Format: directly include the details in email instead of as an attachment. Often the emails are read using mobile devices. So keeping the information short and focused is important. Include 1-2 pictures if relevant.

Structure: Include business and customer metrics; product, sales, and partnership progress; any asks from the investor community.

Template

<Intro / summary>

<Sales and Customer Metrics>

Key metrics are dependent on the type of business. Investors are interested in revenue metrics (MRR and ARR), Sales metrics (#customers, # organizations, # partnerships), and customer metrics ( # users, QAU, MAU, DAU). For each of these, include the metrics of the current period and past period.
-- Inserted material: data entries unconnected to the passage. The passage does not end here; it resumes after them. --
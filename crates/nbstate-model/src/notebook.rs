#![forbid(unsafe_code)]

//! The whole notebook as one value.

use std::collections::{BTreeMap, BTreeSet};

use im::OrdMap;
use nbstate_core::collections::name_from_path;
use serde::{Deserialize, Serialize};

use crate::cell::{CellId, CellState};
use crate::completion::{CompletionRequest, SignatureRequest};
use crate::config::NbConfig;
use crate::edit::EditBuffer;
use crate::kernel::KernelState;
use crate::presence::{ActivePresence, PresenceId};
use crate::stream::{HandleId, StreamMessage};

/// Document, kernel and session state of one open notebook.
///
/// `cell_order` is the only source of display order; iteration order of
/// `cells` carries no meaning. The two always hold the same ids.
#[derive(Debug, Clone, Default, PartialEq, Serialize, Deserialize)]
#[serde(rename_all = "camelCase")]
pub struct NotebookState {
    pub path: String,
    pub cells: OrdMap<CellId, CellState>,
    pub cell_order: Vec<CellId>,
    pub config: NbConfig,
    pub kernel: KernelState,
    pub global_version: u32,
    pub local_version: u32,
    pub edit_buffer: EditBuffer,

    // Ephemeral.
    pub active_cell_id: Option<CellId>,
    #[serde(skip)]
    pub active_completion: Option<CompletionRequest>,
    #[serde(skip)]
    pub active_signature: Option<SignatureRequest>,
    pub active_presence: BTreeMap<PresenceId, ActivePresence>,
    /// Handle id → messages received on it, oldest first.
    pub active_streams: BTreeMap<HandleId, Vec<StreamMessage>>,
}

impl NotebookState {
    #[must_use]
    pub fn new(path: impl Into<String>) -> Self {
        Self {
            path: path.into(),
            ..Self::default()
        }
    }

    /// A notebook holding `cells` in the given order.
    ///
    /// Later cells replace earlier ones with the same id.
    #[must_use]
    pub fn with_cells(path: impl Into<String>, cells: impl IntoIterator<Item = CellState>) -> Self {
        let mut state = Self::new(path);
        for cell in cells {
            let id = cell.id;
            if state.cells.insert(id, cell).is_none() {
                state.cell_order.push(id);
            }
        }
        state
    }

    /// File name of the notebook, without directories.
    #[must_use]
    pub fn name(&self) -> &str {
        name_from_path(&self.path)
    }

    #[must_use]
    pub fn cell(&self, id: CellId) -> Option<&CellState> {
        self.cells.get(&id)
    }

    /// Cells in display order.
    pub fn ordered_cells(&self) -> impl Iterator<Item = &CellState> {
        self.cell_order.iter().filter_map(|id| self.cells.get(id))
    }

    /// An id not used by any cell.
    #[must_use]
    pub fn next_cell_id(&self) -> CellId {
        self.cells.keys().copied().max().map_or(0, |max| max.saturating_add(1))
    }

    /// Whether `cell_order` and `cells` agree, and every ephemeral reference
    /// points at an existing cell.
    #[must_use]
    pub fn is_consistent(&self) -> bool {
        let ordered: BTreeSet<CellId> = self.cell_order.iter().copied().collect();
        if ordered.len() != self.cell_order.len() || ordered.len() != self.cells.len() {
            return false;
        }
        if !self.cells.keys().all(|id| ordered.contains(id)) {
            return false;
        }
        if self
            .active_cell_id
            .is_some_and(|id| !self.cells.contains_key(&id))
        {
            return false;
        }
        self.active_presence.values().all(|p| {
            p.selection
                .is_none_or(|sel| self.cells.contains_key(&sel.cell_id))
        })
    }
}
Include the % growth rate and do not make the recipient to compute it in their heads (they may get it wrong sometimes).

Below is an example of for ACME Inc.

MetricCurrent Period (March 2019)Past Period (Feb 2019)MoM Growth RateNotes
Customers12010020%Added more New York City customers
Sales Pipeline39030030%Social Campaign worked.
MRR$1,280$1,00028%New premium feature is selling well
ARR$15,000$12,00020%

<Marketing and Sales>

  • Talk about marketing campaigns, CAC and LTV metrics
  • Talk about Sales pipeline – be specific about prospects, trials, and conversions
  • Partnerships

<Product>

  • Learning from Customers
  • Feature / product additions
  • Upcoming features / requirements

<Asks>

Any asks for the community

<Summary>

Conclusion

In summary, I highly encourage startup founders and entrepreneurs to keep a steady stream of communication with their stakeholders. Doing so will build positive goodwill and also potentially opens doors for further investment and connections to customers or future employees.